While Sgt. Fieldy served four more tours after his owner returned home, on August 7, 2014, they were finally reunited.

"Since then, he has very much enjoyed his retirement," his owner added. "In November 2014 he participated in the Veterans Day Parade in New York City. And in July 2016, he was honored with the K-9 Medal of Courage award on Capitol Hill, and has been recognized for his bravery and courageous sacrifice on several other occasions. He has made a life-changing impact on my life. He is my hero!"
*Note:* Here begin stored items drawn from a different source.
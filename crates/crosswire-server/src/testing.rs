//! An in-memory device backend driven explicitly by tests: no hardware,
//! no threads, deterministic callback timing.

use std::collections::HashMap;
use std::sync::Arc;

use parking_lot::Mutex;

use crosswire_rt::AudioBuffer;

use crate::device::{
    DeviceBackend, DeviceCallback, DeviceCaps, DeviceDescriptor, DeviceError, DeviceKind,
    DeviceSetup, OpenDevice,
};
use crate::subscription::device_key;

struct ManualDeviceSpec {
    descriptor: DeviceDescriptor,
    caps: DeviceCaps,
    default_rate: f64,
    default_block: usize,
}

struct ActiveStream {
    callback: Arc<dyn DeviceCallback>,
    sample_rate: f64,
    buffer_size: usize,
    input_channels: usize,
    output_channels: usize,
}

#[derive(Default)]
struct BackendState {
    devices: HashMap<String, ManualDeviceSpec>,
    streams: HashMap<String, ActiveStream>,
    open_counts: HashMap<String, usize>,
}

/// Test backend: register devices, open them through the server, then
/// push blocks through their callbacks with [`ManualBackend::drive_block`].
pub struct ManualBackend {
    state: Arc<Mutex<BackendState>>,
}

impl Default for ManualBackend {
    fn default() -> Self {
        Self::new()
    }
}

impl ManualBackend {
    pub fn new() -> Self {
        Self {
            state: Arc::new(Mutex::new(BackendState::default())),
        }
    }

    pub fn add_device(&self, type_tag: &str, name: &str, channels: usize, rate: f64, block: usize) {
        let descriptor = DeviceDescriptor {
            type_tag: type_tag.to_string(),
            name: name.to_string(),
            kind: DeviceKind::Physical,
            input_channels: channels,
            output_channels: channels,
        };
        let caps = DeviceCaps {
            input_channel_names: (0..channels).map(|c| format!("in {c}")).collect(),
            output_channel_names: (0..channels).map(|c| format!("out {c}")).collect(),
            sample_rates: vec![44_100.0, 48_000.0, 96_000.0],
            buffer_sizes: vec![64, 128, 256, 480, 512, 1024],
        };
        self.state.lock().devices.insert(
            descriptor.key(),
            ManualDeviceSpec {
                descriptor,
                caps,
                default_rate: rate,
                default_block: block,
            },
        );
    }

    pub fn is_open(&self, key: &str) -> bool {
        self.state.lock().streams.contains_key(key)
    }

    pub fn open_count(&self, key: &str) -> usize {
        self.state.lock().open_counts.get(key).copied().unwrap_or(0)
    }

    pub fn stream_sample_rate(&self, key: &str) -> Option<f64> {
        self.state.lock().streams.get(key).map(|s| s.sample_rate)
    }

    /// Runs one device callback with `input`, collecting into `output`.
    /// Returns false when the device is not open.
    pub fn drive_block(
        &self,
        key: &str,
        input: &AudioBuffer,
        output: &mut AudioBuffer,
        frames: usize,
    ) -> bool {
        let (callback, in_ch, out_ch) = {
            let state = self.state.lock();
            let Some(stream) = state.streams.get(key) else {
                return false;
            };
            (
                Arc::clone(&stream.callback),
                stream.input_channels,
                stream.output_channels,
            )
        };
        callback.process(input, in_ch, output, out_ch, frames);
        true
    }
}

struct ManualOpenDevice {
    state: Arc<Mutex<BackendState>>,
    key: String,
    sample_rate: f64,
    buffer_size: usize,
    input_channels: usize,
    output_channels: usize,
}

impl OpenDevice for ManualOpenDevice {
    fn sample_rate(&self) -> f64 {
        self.sample_rate
    }

    fn buffer_size(&self) -> usize {
        self.buffer_size
    }

    fn input_channels(&self) -> usize {
        self.input_channels
    }

    fn output_channels(&self) -> usize {
        self.output_channels
    }
}

impl Drop for ManualOpenDevice {
    fn drop(&mut self) {
        let callback = {
            let mut state = self.state.lock();
            state.streams.remove(&self.key).map(|s| s.callback)
        };
        if let Some(callback) = callback {
            callback.stopped();
        }
    }
}

impl DeviceBackend for ManualBackend {
    fn list_devices(&self) -> Vec<DeviceDescriptor> {
        self.state
            .lock()
            .devices
            .values()
            .map(|spec| spec.descriptor.clone())
            .collect()
    }

    fn probe(&self, type_tag: &str, name: &str) -> Option<DeviceCaps> {
        self.state
            .lock()
            .devices
            .get(&device_key(type_tag, name))
            .map(|spec| spec.caps.clone())
    }

    fn open(
        &self,
        type_tag: &str,
        name: &str,
        setup: &DeviceSetup,
        callback: Arc<dyn DeviceCallback>,
    ) -> Result<Box<dyn OpenDevice>, DeviceError> {
        let key = device_key(type_tag, name);
        let (rate, block, channels) = {
            let state = self.state.lock();
            let Some(spec) = state.devices.get(&key) else {
                return Err(DeviceError::NotFound(key));
            };
            let rate = if setup.sample_rate > 0.0 {
                if !spec.caps.sample_rates.contains(&setup.sample_rate) {
                    return Err(DeviceError::UnsupportedSampleRate(setup.sample_rate));
                }
                setup.sample_rate
            } else {
                spec.default_rate
            };
            let block = if setup.buffer_size > 0 {
                if !spec.caps.buffer_sizes.contains(&setup.buffer_size) {
                    return Err(DeviceError::UnsupportedBufferSize(setup.buffer_size));
                }
                setup.buffer_size
            } else {
                spec.default_block
            };
            (rate, block, spec.descriptor.input_channels)
        };

        callback.about_to_start(rate, block, channels, channels);

        let mut state = self.state.lock();
        state.streams.insert(
            key.clone(),
            ActiveStream {
                callback,
                sample_rate: rate,
                buffer_size: block,
                input_channels: channels,
                output_channels: channels,
            },
        );
        *state.open_counts.entry(key.clone()).or_insert(0) += 1;

        Ok(Box::new(ManualOpenDevice {
            state: Arc::clone(&self.state),
            key,
            sample_rate: rate,
            buffer_size: block,
            input_channels: channels,
            output_channels: channels,
        }))
    }
}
Ruby: Search and Rescue Dog of the Year

Chi Chi and her owner, Elizabeth Howell (center) alongside actress Denise Richards (left) and actor jerry O'Connell (right). Invision for American Humane / AP Images

When a teenage boy went missing from his home in Gloucester in October 2017, the police department called upon the services of the Rhode Island State Police K-9 Division.

"K-9 Ruby and I answered the call and responded to the scene along with other K-9 teams," Ruby's owner said in an official statement. "As part of normal protocol, I briefly interviewed the boy's mother. During the conversation, it was revealed that the boy's mother had volunteered her services working with Ruby six years ago at the RISPCA and fostered her each time she was returned. After hours of searching, K-9 Ruby and I were ultimately successful in finding the missing teenager, but unfortunately, he was found in grave medical condition."

Luckily, the boy made a full recovery thanks to Ruby's keen abilities.

"You can think what you may, but I believe that was Ruby's way of saying thank you to the boy's mother for taking care of her during her rough beginning," her owner added. "Ruby was given a chance at life and ended up saving a life. With the efforts of two organizations (RISP and RISPCA) and a handful of amazing and dedicated people, great things can happen."

"It is an honor to support an effort to recognize the best of our 'best friends,'" philanthropist Lois Pope, who has been the awards' presenting sponsor for seven years, said in an official press release. "From those who defend our country to those who help us heal, guide us, protect us, and help find the lost, every single contender exemplifies the courage and heroism we seek to spotlight in the Hero Dog Awards campaign. Through this national forum we have helped educate America about the lifesaving, life-affirming work of our nation's canine heroes."